LISTED ENTRIES =>
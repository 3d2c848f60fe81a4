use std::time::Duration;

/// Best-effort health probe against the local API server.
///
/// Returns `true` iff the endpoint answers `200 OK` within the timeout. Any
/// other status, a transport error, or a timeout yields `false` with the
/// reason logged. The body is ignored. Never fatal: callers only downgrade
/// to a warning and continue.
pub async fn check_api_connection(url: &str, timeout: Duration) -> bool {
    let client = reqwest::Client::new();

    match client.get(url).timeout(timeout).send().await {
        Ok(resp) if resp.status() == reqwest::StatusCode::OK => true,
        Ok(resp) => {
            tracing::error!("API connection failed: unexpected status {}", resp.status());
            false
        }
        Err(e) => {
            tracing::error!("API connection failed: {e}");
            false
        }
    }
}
---
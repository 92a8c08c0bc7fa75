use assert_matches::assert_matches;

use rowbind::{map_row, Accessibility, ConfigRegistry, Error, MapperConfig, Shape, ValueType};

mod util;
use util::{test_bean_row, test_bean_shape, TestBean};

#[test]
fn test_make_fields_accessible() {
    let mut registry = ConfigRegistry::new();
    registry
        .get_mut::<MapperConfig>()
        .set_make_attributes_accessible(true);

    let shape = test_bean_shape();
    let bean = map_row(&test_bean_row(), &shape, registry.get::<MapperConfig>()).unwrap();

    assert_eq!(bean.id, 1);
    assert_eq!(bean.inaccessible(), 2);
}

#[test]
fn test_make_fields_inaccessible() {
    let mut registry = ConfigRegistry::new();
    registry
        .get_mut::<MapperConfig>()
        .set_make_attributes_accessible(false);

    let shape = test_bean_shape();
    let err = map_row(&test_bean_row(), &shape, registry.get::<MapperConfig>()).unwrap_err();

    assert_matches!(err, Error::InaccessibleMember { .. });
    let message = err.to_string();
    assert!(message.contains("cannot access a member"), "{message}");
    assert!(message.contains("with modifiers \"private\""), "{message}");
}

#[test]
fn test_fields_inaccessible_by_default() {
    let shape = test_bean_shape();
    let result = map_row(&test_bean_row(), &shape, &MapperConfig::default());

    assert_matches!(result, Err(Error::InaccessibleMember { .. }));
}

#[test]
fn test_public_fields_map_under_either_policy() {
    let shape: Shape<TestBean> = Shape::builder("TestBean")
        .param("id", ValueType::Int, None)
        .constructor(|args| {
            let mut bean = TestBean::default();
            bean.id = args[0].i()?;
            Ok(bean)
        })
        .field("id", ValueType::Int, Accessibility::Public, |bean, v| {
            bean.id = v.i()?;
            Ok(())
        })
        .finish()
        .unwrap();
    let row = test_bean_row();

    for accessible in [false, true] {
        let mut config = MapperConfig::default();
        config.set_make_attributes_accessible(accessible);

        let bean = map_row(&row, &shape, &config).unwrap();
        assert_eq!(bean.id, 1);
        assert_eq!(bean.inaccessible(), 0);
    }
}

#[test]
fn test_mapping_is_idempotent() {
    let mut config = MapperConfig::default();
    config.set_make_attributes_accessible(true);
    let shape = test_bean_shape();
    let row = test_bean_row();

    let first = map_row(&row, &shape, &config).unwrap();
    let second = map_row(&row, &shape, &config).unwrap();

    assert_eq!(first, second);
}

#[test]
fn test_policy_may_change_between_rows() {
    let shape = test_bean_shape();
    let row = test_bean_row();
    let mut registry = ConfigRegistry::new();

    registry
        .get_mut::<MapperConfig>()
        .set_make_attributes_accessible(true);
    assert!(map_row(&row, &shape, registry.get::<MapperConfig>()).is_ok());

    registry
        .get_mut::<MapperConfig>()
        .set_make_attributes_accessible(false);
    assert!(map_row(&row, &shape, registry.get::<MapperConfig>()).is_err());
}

WHAT IS REQUIRED => Among the lines of the data, which ones contain the word "ValueType"? Show them.

YOUR SOLUTION =>
use rowbind::{map_row, Accessibility, ConfigRegistry, Error, MapperConfig, Shape, ValueType};
        .param("id", ValueType::Int, None)
        .field("id", ValueType::Int, Accessibility::Public, |bean, v| {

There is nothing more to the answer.